Has the time come to give up penetration testing?
By carrying out “white hat’ attacks to identify potential entry points in the externally facing parts of an organization’s IT network, such as its firewalls, email-servers or web-servers, pen testing can bring to light any existing security weaknesses. These potentially vulnerable external facing aspects, however, are rapidly increasing in number.
Phenomena, such as BYOD, the cloud, and shadow IT, have seen more and more different devices being added to an organization’s infrastructure, each using an increasing number of applications for both business and personal purposes. This growth has seen network boundaries expand to such a degree that they have almost dissolved, leaving networks essentially amorphous. And the imminent explosion of devices set to be introduced by the Internet of Things will only redefine the shape of the network even further.
This new environment is likely to allow increasingly more complex and sophisticated threats to flourish, as billions of connected devices continue to change and extend the network perimeter, increasing the number of potential entry points for attackers.
Put simply, the more miles of fencing there are to patrol, with more potential points of entry, the harder it will be to keep attackers out. Logically, this would suggest that pen testing is now more important than ever, but this isn’t necessarily the case.
The threat within
Recent research by Cisco revealed that every single one of the corporate networks it tested had suspicious traffic going to websites that hosted a form of malware. Organisations can be reasonably confident therefore that their network has already been compromised. With two thirds of breaches laying undiscovered for months, security teams should be focusing less on whether their network has been compromised, and more on what they should do now that it probably has been infiltrated.
As no firewall can be 100 percent effective in keeping attackers out, and with networks continuing to grow and shift in shape, it’s clear that organisations now need to adopt a new approach to protecting their IT infrastructure.
Rather than spend resources on measures such as pen testing, it’s now perhaps more relevant for IT security teams to find effective ways of monitoring for, rooting out, identifying and taking remedial action against malware and threats already inside their network.
Essentially, the sooner an organisation is able to recognise that it has been compromised, the better able it will be to take appropriate action to mitigate against the attacker.
Changing tactics for changing motives
Malware is evolving. In the past, cyber-attacks were carried out as a means of achieving prestige or notoriety for the criminal behind them or simply to prove a point. As a result, they tended to be noisy, generating logs and alerts in their trail and were, therefore, easy to identify and quarantine.
Today though, such attacks tend to be used primarily for monetary gain. Once a compromised, a system can leach valuable, sensitive business, personal or financial information over the course of days, weeks or even months.
In order to succeed, the new breed of advanced persistent threats (APTs) are designed to be almost invisible, silently entering a network and remaining undetected for as long as possible.
Where an organization’s computers were once connected to an internal system protected by a corporate firewall, increased mobility means that end-users are now continually accessing the Internet via a range of devices, providing them with more opportunity than ever to download applications and content, greatly increasing the risk of compromise.

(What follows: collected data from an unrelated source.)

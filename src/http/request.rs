//! Per-request context bound to synthetic and live requests.
//!
//! # Responsibilities
//! - Carry the invocation identity and deadline into handlers
//! - Generate and propagate `x-request-id` on socket-served requests
//!
//! # Design Decisions
//! - Context travels in request extensions, so handlers read it with
//!   `req.extensions().get::<InvocationContext>()`
//! - Request IDs are UUID v4

use std::time::{Duration, SystemTime};

use axum::http::{HeaderName, Request};
use tower_http::request_id::{
    MakeRequestUuid, PropagateRequestIdLayer, SetRequestIdLayer,
};

pub const X_REQUEST_ID: HeaderName = HeaderName::from_static("x-request-id");

/// Identity and deadline of the invocation a request belongs to.
#[derive(Debug, Clone, Default, PartialEq, Eq)]
pub struct InvocationContext {
    /// Transport-assigned ID (Lambda request ID or `x-request-id`).
    pub request_id: Option<String>,
    /// Point in time after which the caller has given up.
    pub deadline: Option<SystemTime>,
    /// X-Ray trace header, when the runtime supplies one.
    pub trace_id: Option<String>,
}

impl InvocationContext {
    /// Time left before the deadline. `None` when no deadline is set,
    /// zero once it has passed.
    pub fn remaining(&self) -> Option<Duration> {
        self.deadline.map(|d| {
            d.duration_since(SystemTime::now())
                .unwrap_or(Duration::ZERO)
        })
    }

    /// True once the deadline has passed.
    pub fn is_expired(&self) -> bool {
        self.remaining() == Some(Duration::ZERO)
    }
}

/// Read the context attached to a request, if any.
pub fn invocation_context<B>(req: &Request<B>) -> Option<&InvocationContext> {
    req.extensions().get::<InvocationContext>()
}

/// Layer that stamps a fresh `x-request-id` on requests missing one.
pub fn set_request_id_layer() -> SetRequestIdLayer<MakeRequestUuid> {
    SetRequestIdLayer::new(X_REQUEST_ID, MakeRequestUuid)
}

/// Layer that copies the request's `x-request-id` onto the response.
pub fn propagate_request_id_layer() -> PropagateRequestIdLayer {
    PropagateRequestIdLayer::new(X_REQUEST_ID)
}
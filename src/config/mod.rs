//! Configuration management subsystem.
//!
//! # Data Flow
//! ```text
//! optional config file (TOML)
//!     → loader.rs (parse & deserialize)
//!     → environment overlay (CONNECT_SERVER_MODE, CONNECT_SERVER_ADDR,
//!       AWS_LAMBDA_RUNTIME_API)
//!     → validation.rs (semantic checks)
//!     → BridgeConfig (validated, immutable, read once at startup)
//! ```
//!
//! # Design Decisions
//! - All fields have defaults to allow running with no file at all
//! - The environment alone decides mode, address and runtime API; the file
//!   tunes the rest
//! - Any configuration error is fatal to startup

pub mod loader;
pub mod schema;
pub mod validation;

pub use loader::{config_from_env, config_from_lookup, load_config, ConfigError};
pub use schema::{BridgeConfig, HttpConfig, LambdaConfig, LogFormat, Mode, ObservabilityConfig};
pub use validation::{validate_config, ValidationError};
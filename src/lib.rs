//! Serve one HTTP handler either on a socket or as an API Gateway
//! proxy-integration Lambda.

pub mod config;
pub mod http;
pub mod lambda;
pub mod lifecycle;
pub mod observability;
pub mod proxy;

pub use config::BridgeConfig;
pub use http::{Handler, HttpServer, InvocationContext, ResponseSink};
pub use lifecycle::{start, Shutdown};
pub use observability::DiagnosticLog;
pub use proxy::{ProxyHandler, ProxyRequest, ProxyResponse, ResponseBuffer};
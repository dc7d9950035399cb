//! Lambda mode: drive the handler from proxy-integration events.
//!
//! # Data Flow
//! ```text
//! runtime.rs: GET /runtime/invocation/next
//!     → ProxyRequest (serde_json)
//!     → proxy::ProxyHandler::handle (blocking pool)
//!     → POST /runtime/invocation/{id}/response   (any envelope, 2xx-5xx)
//!     → POST /runtime/invocation/{id}/error      (InvocationError, bad event)
//! ```
//!
//! # Design Decisions
//! - One event at a time, as the runtime API hands them out
//! - A failed invocation is reported and the loop moves on
//! - Runtime API transport errors end the loop; the platform restarts us

pub mod runtime;

pub use runtime::{ErrorReport, Invocation, RuntimeClient, RuntimeError};

use tokio::sync::broadcast;
use tracing::Instrument;

use crate::proxy::{InvocationError, ProxyHandler, ProxyRequest};

/// Poll for events until `shutdown` fires or the runtime API fails.
pub async fn run(
    client: RuntimeClient,
    handler: ProxyHandler,
    mut shutdown: broadcast::Receiver<()>,
) -> Result<(), RuntimeError> {
    tracing::info!("Lambda invocation loop starting");

    loop {
        let invocation = tokio::select! {
            _ = shutdown.recv() => {
                tracing::info!("Lambda invocation loop stopped");
                return Ok(());
            }
            next = client.next_invocation() => next?,
        };

        process(&client, &handler, invocation).await?;
    }
}

/// Handle one event and report its outcome.
pub async fn process(
    client: &RuntimeClient,
    handler: &ProxyHandler,
    invocation: Invocation,
) -> Result<(), RuntimeError> {
    let span = tracing::info_span!("invocation", request_id = %invocation.request_id);
    report_outcome(client, handler, invocation).instrument(span).await
}

async fn report_outcome(
    client: &RuntimeClient,
    handler: &ProxyHandler,
    invocation: Invocation,
) -> Result<(), RuntimeError> {
    let request_id = invocation.request_id.clone();
    let preq: ProxyRequest = match serde_json::from_slice(&invocation.body) {
        Ok(preq) => preq,
        Err(e) => {
            tracing::error!(error = %e, "Event is not a proxy request");
            let report = ErrorReport {
                error_message: format!("could not decode proxy request: {e}"),
                error_type: "InvalidEvent".to_string(),
            };
            return client.send_error(&request_id, &report).await;
        }
    };

    let ctx = invocation.context();
    let handler = handler.clone();
    let outcome = tokio::task::spawn_blocking(move || handler.handle(ctx, &preq))
        .await
        .unwrap_or_else(|e| Err(InvocationError::Panicked(e.to_string())));

    match outcome {
        Ok(response) => {
            tracing::debug!(status = response.status_code, "Invocation complete");
            client.send_response(&request_id, &response).await
        }
        Err(e) => {
            tracing::error!(error = %e, "Invocation failed");
            client.send_error(&request_id, &ErrorReport::from(&e)).await
        }
    }
}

Interestingly, almost half of compromised machines are found to have no malware on them. In these cases, the APT relies on the end-user to click on something that appears innocuous, usually within an email or file. Once this happens, a connection is established with a website from which the main element of the attack will be downloaded.
APTs are no exception and use DNS as the prime means of “calling home” to receive instructions from their Command and Control servers, to download additional malware payloads, and to steal data. DNS should, therefore, be considered an ideal choke-point for detecting malware communications that have slipped past other security solutions.
As it’s here, at the heart of an organisation’s IT network, that today’s sophisticated APTs are most effective, having silently slipped past the perimeter, then it’s here that security teams should now be directing their scrutiny. Rather than focusing on what’s making its way into the system, it’s now time that organisations should be focusing on what’s making its way out.